A Guide to Word Embedding NLP

Written by Coursera Staff • Updated on

Discover how understanding word embedding in natural language processing means examining the representation of words in a multidimensional space to capture their meanings, relationships, and context.

[Featured Image] Two colleagues sit at their computer screens and discuss word embedding in NLP.

Word embeddings have revolutionized natural language processing (NLP) by enabling machines to better understand and process human language. By converting words into numerical vector representations, word embeddings capture the meanings, relationships, and contexts of words. This allows machines to perform complex linguistic tasks, such as sentiment analysis, text classification, and semantic understanding.

Explore the fundamentals of word embeddings, popular techniques like Word2Vec and GloVe, and their applications in NLP, as well as learn about key concepts, challenges, and modern solutions to word embeddings in NLP. 

What is word embedding in NLP?

Word embedding in NLP is a technique that translates words into numerical vectors. These vectors allow machines to understand linguistic patterns and relationships. As a machine learning method, word embedding enables the positioning of words with similar meanings close to each other in a vector space, capturing nuanced semantic and syntactic information. 

Because machine learning algorithms can't process raw text, they convert it into numerical data, which leads to the creation of word embeddings. Word embedding is a technique in NLP that turns words into vectors, or groups of numbers representing individual words, in a lower-dimensional space, making text easier for the machines to work with.

Training word embeddings involves feeding a machine large amounts of text data and adjusting the vector representations on an as-needed basis, depending on the context where the words appear. For NLP tasks, word embeddings allow machines to better and more deeply understand the semantic relationships between words. Some examples of word embedding tasks include sentiment prediction, such as deciding whether a social media post about a product is positive or negative, and article or email classification, such as determining if an email is personal, promotional, or spam. 

Word embedding techniques 

You must create word embedding techniques by teaching a model to analyze a large amount of text and learn the meanings and relationships between words. The model adjusts based on the context in which the words appear. 

Various methods exist for generating word embeddings. The technique you choose depends on factors like the type and size of the data and text sources. It also depends on the intended outcome and purpose of the word embeddings, for example, summarizing versus categorizing. 

Most older methods evaluate the quality of these word vectors by looking at the distance between them. However, newer prediction-based approaches use word analogies, like “sun is to day as moon is to night,” to check how well the vectors capture relationships between words.

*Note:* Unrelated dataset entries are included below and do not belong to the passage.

//! # 数据库模块
//!
//! 数据库连接、迁移管理，以及原生结果行的 JSON 解码

use std::path::Path;
use std::time::Duration;

use sea_orm::{ConnectOptions, Database, DatabaseConnection, DbErr, JsonValue, QueryResult};
use sea_orm_migration::MigratorTrait;
use tracing::{debug, error, info, warn};

use crate::config::DatabaseConfig;
use crate::error::{DataError, Result};

/// 初始化数据库连接
pub async fn init_database(config: &DatabaseConfig) -> std::result::Result<DatabaseConnection, DbErr> {
    let database_url = config.url.as_str();
    info!(
        "正在连接数据库: {}",
        if database_url.starts_with("sqlite:") {
            &database_url[..std::cmp::min(database_url.len(), 50)]
        } else {
            database_url
        }
    );

    // 对于SQLite数据库，确保数据库文件的目录和文件存在
    if database_url.starts_with("sqlite://") {
        let db_path = database_url
            .strip_prefix("sqlite://")
            .unwrap_or(database_url);
        let db_file_path = Path::new(db_path);

        // 确保父目录存在
        if let Some(parent_dir) = db_file_path.parent() {
            if !parent_dir.exists() {
                debug!("创建数据库目录: {}", parent_dir.display());
                std::fs::create_dir_all(parent_dir).map_err(|e| {
                    DbErr::Custom(format!(
                        "无法创建数据库目录 {}: {}",
                        parent_dir.display(),
                        e
                    ))
                })?;
            }
        }

        // 确保数据库文件存在（如果不存在则创建空文件）
        if !db_file_path.exists() {
            debug!("创建数据库文件: {}", db_file_path.display());
            std::fs::File::create(db_file_path).map_err(|e| {
                DbErr::Custom(format!(
                    "无法创建数据库文件 {}: {}",
                    db_file_path.display(),
                    e
                ))
            })?;
        }
    }

    let mut options = ConnectOptions::new(database_url.to_string());
    options
        .max_connections(config.max_connections)
        .connect_timeout(Duration::from_secs(config.connect_timeout))
        .sqlx_logging(false);

    let db = Database::connect(options).await?;

    info!("数据库连接成功");
    Ok(db)
}

/// 运行数据库迁移
pub async fn run_migrations(db: &DatabaseConnection) -> std::result::Result<(), DbErr> {
    info!("开始运行数据库迁移...");

    match ::migration::Migrator::up(db, None).await {
        Ok(()) => {
            info!("数据库迁移完成");
            Ok(())
        }
        Err(e) => {
            error!("数据库迁移失败: {}", e);
            Err(e)
        }
    }
}

/// 把一个结果列解码为 JSON 值
///
/// SQLite 对表达式列（COUNT(*)、SUM 等别名列）不报告声明类型，
/// `JsonValue::from_query_result` 会丢掉这些列，这里按运行时类型
/// 依次尝试整数、浮点、文本解码
pub(crate) fn decode_json_column(row: &QueryResult, name: &str) -> Result<JsonValue> {
    if let Ok(value) = row.try_get_by::<Option<i64>, _>(name) {
        return Ok(value.map_or(JsonValue::Null, JsonValue::from));
    }
    if let Ok(value) = row.try_get_by::<Option<f64>, _>(name) {
        return Ok(value.map_or(JsonValue::Null, JsonValue::from));
    }
    if let Ok(value) = row.try_get_by::<Option<String>, _>(name) {
        return Ok(value.map_or(JsonValue::Null, JsonValue::from));
    }
    if let Ok(value) = row.try_get_by::<Option<bool>, _>(name) {
        return Ok(value.map_or(JsonValue::Null, JsonValue::from));
    }
    Err(DataError::engine(format!("结果列 {name} 无法解码为 JSON")))
}

/// 把整行结果解码为 JSON 对象，列名原样保留
pub(crate) fn row_to_json(row: &QueryResult) -> Result<JsonValue> {
    let mut object = serde_json::Map::new();
    for name in row.column_names() {
        let value = decode_json_column(row, &name)?;
        object.insert(name, value);
    }
    Ok(JsonValue::Object(object))
}

/// 检查数据库状态
pub async fn check_database_status(db: &DatabaseConnection) -> std::result::Result<(), DbErr> {
    info!("检查数据库状态...");

    let status = ::migration::Migrator::get_pending_migrations(db).await?;

    if status.is_empty() {
        info!("所有迁移都已应用");
    } else {
        warn!("有 {} 个待应用的迁移", status.len());
    }

    Ok(())
}
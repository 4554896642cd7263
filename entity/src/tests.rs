//! # 实体定义测试
//!
//! 测试所有 Sea-ORM 实体定义的正确性

#[cfg(test)]
mod tests {
    use crate::{
        articles, collections, comments, likes, posts, positions, simulation_accounts,
        transactions, users,
    };
    use rust_decimal_macros::dec;
    use sea_orm::Set;

    #[tokio::test]
    async fn test_user_creation() {
        // 测试用户实体可以正常创建
        let user = users::ActiveModel {
            email: Set("test@example.com".to_string()),
            username: Set(Some("test_user".to_string())),
            password_hash: Set("hash123".to_string()),
            ..Default::default()
        };

        assert_eq!(user.email.as_ref(), "test@example.com");
        assert_eq!(user.username.as_ref(), &Some("test_user".to_string()));
        assert!(user.level.is_not_set());
    }

    #[tokio::test]
    async fn test_post_creation() {
        // 测试帖子实体，冗余计数默认由 before_save 填 0
        let post = posts::ActiveModel {
            user_id: Set("u-1".to_string()),
            title: Set("新手如何挑选指数基金".to_string()),
            content: Set("分享一下我的选基思路".to_string()),
            category: Set("经验分享".to_string()),
            ..Default::default()
        };

        assert_eq!(post.user_id.as_ref(), "u-1");
        assert_eq!(post.title.as_ref(), "新手如何挑选指数基金");
        assert!(post.like_count.is_not_set());
        assert!(post.comment_count.is_not_set());
    }

    #[tokio::test]
    async fn test_like_creation() {
        // 测试点赞实体
        let like = likes::ActiveModel {
            post_id: Set("p-1".to_string()),
            user_id: Set("u-1".to_string()),
            ..Default::default()
        };

        assert_eq!(like.post_id.as_ref(), "p-1");
        assert_eq!(like.user_id.as_ref(), "u-1");
    }

    #[tokio::test]
    async fn test_simulation_account_creation() {
        // 测试模拟账户实体，金额字段使用 Decimal
        let account = simulation_accounts::ActiveModel {
            user_id: Set("u-1".to_string()),
            total_assets: Set(dec!(100000.00)),
            cash_balance: Set(dec!(100000.00)),
            ..Default::default()
        };

        assert_eq!(account.user_id.as_ref(), "u-1");
        assert_eq!(account.total_assets.as_ref(), &dec!(100000.00));
        assert!(account.profit_loss.is_not_set());
    }

    #[tokio::test]
    async fn test_transaction_creation() {
        // 测试交易流水实体
        let txn = transactions::ActiveModel {
            account_id: Set("a-1".to_string()),
            fund_code: Set("110011".to_string()),
            fund_name: Set("易方达中小盘混合".to_string()),
            fund_type: Set("混合型".to_string()),
            trade_type: Set(transactions::TRADE_BUY.to_string()),
            shares: Set(dec!(100.5)),
            price: Set(dec!(4.25)),
            total_amount: Set(dec!(427.125)),
            ..Default::default()
        };

        assert_eq!(txn.fund_code.as_ref(), "110011");
        assert_eq!(txn.trade_type.as_ref(), transactions::TRADE_BUY);
        assert_eq!(txn.total_amount.as_ref(), &dec!(427.125));
    }

    #[test]
    fn test_all_entities_compile() {
        // 确保所有实体都能编译通过
        println!("✅ 所有实体定义编译通过");
        println!("- Users: {}", std::any::type_name::<users::Entity>());
        println!("- Articles: {}", std::any::type_name::<articles::Entity>());
        println!("- Posts: {}", std::any::type_name::<posts::Entity>());
        println!("- Comments: {}", std::any::type_name::<comments::Entity>());
        println!("- Likes: {}", std::any::type_name::<likes::Entity>());
        println!("- Collections: {}", std::any::type_name::<collections::Entity>());
        println!(
            "- SimulationAccounts: {}",
            std::any::type_name::<simulation_accounts::Entity>()
        );
        println!("- Positions: {}", std::any::type_name::<positions::Entity>());
        println!(
            "- Transactions: {}",
            std::any::type_name::<transactions::Entity>()
        );
    }
}
use sea_orm_migration::prelude::*;

#[derive(DeriveMigrationName)]
pub struct Migration;

#[async_trait::async_trait]
impl MigrationTrait for Migration {
    async fn up(&self, manager: &SchemaManager) -> Result<(), DbErr> {
        manager
            .create_table(
                Table::create()
                    .table(Posts::Table)
                    .if_not_exists()
                    .col(
                        ColumnDef::new(Posts::Id)
                            .string_len(36)
                            .not_null()
                            .primary_key(),
                    )
                    .col(ColumnDef::new(Posts::UserId).string_len(36).not_null())
                    .col(ColumnDef::new(Posts::Title).string_len(255).not_null())
                    .col(ColumnDef::new(Posts::Content).text().not_null())
                    .col(ColumnDef::new(Posts::Images).json().not_null())
                    .col(ColumnDef::new(Posts::Category).string_len(64).not_null())
                    .col(
                        ColumnDef::new(Posts::LikeCount)
                            .integer()
                            .not_null()
                            .default(0),
                    )
                    .col(
                        ColumnDef::new(Posts::CommentCount)
                            .integer()
                            .not_null()
                            .default(0),
                    )
                    .col(
                        ColumnDef::new(Posts::CreatedAt)
                            .timestamp()
                            .not_null()
                            .default(Expr::current_timestamp()),
                    )
                    .col(
                        ColumnDef::new(Posts::UpdatedAt)
                            .timestamp()
                            .not_null()
                            .default(Expr::current_timestamp()),
                    )
                    .foreign_key(
                        ForeignKey::create()
                            .name("fk_posts_user_id")
                            .from(Posts::Table, Posts::UserId)
                            .to(Users::Table, Users::Id)
                            .on_update(ForeignKeyAction::Cascade)
                            .on_delete(ForeignKeyAction::Cascade),
                    )
                    .to_owned(),
            )
            .await?;

        // 创建索引
        manager
            .create_index(
                Index::create()
                    .name("idx_posts_user_id")
                    .table(Posts::Table)
                    .col(Posts::UserId)
                    .to_owned(),
            )
            .await?;

        manager
            .create_index(
                Index::create()
                    .name("idx_posts_category")
                    .table(Posts::Table)
                    .col(Posts::Category)
                    .to_owned(),
            )
            .await?;

        manager
            .create_index(
                Index::create()
                    .name("idx_posts_created_at")
                    .table(Posts::Table)
                    .col(Posts::CreatedAt)
                    .to_owned(),
            )
            .await?;

        Ok(())
    }

    async fn down(&self, manager: &SchemaManager) -> Result<(), DbErr> {
        manager
            .drop_table(Table::drop().table(Posts::Table).to_owned())
            .await
    }
}

#[derive(DeriveIden)]
enum Posts {
    Table,
    Id,
    UserId,
    Title,
    Content,
    Images,
    Category,
    LikeCount,
    CommentCount,
    CreatedAt,
    UpdatedAt,
}

#[derive(DeriveIden)]
enum Users {
    Table,
    Id,
}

You can use two main methods to create these vectors: global matrix factorization, such as global vectors for word representation (GloVe), and local context methods, such as Word2Vec. Global methods use statistical information well but struggle with word analogies, while local methods do better with analogies but don’t fully use the available data. Newer models aim to combine the strengths of both methods, producing more accurate word vectors for a variety of tasks.

GloVe (global vectors for word representation) 

Developed by a research team at Stanford in 2014, GloVe combines global matrix factorization and local context-based methods, aiming to provide a more comprehensive understanding of word relationships by leveraging co-occurrence statistics across the entire text corpus. Instead of focusing on local context or nearby words, GloVe uses a co-occurrence matrix to analyze word relationships across the entire text. As a result, the method performs particularly well on tasks involving understanding semantic relationships, such as named entity recognition and word analogies. 

Word2Vec (word to vector)

Developed by Google in 2013, Word2Vec is a method based on neural networks that learns word representations by predicting the likelihood of a word appearing in a particular context. Instead of just counting how often words appear together, Word2Vec tries to predict which words are likely to occur near each other. 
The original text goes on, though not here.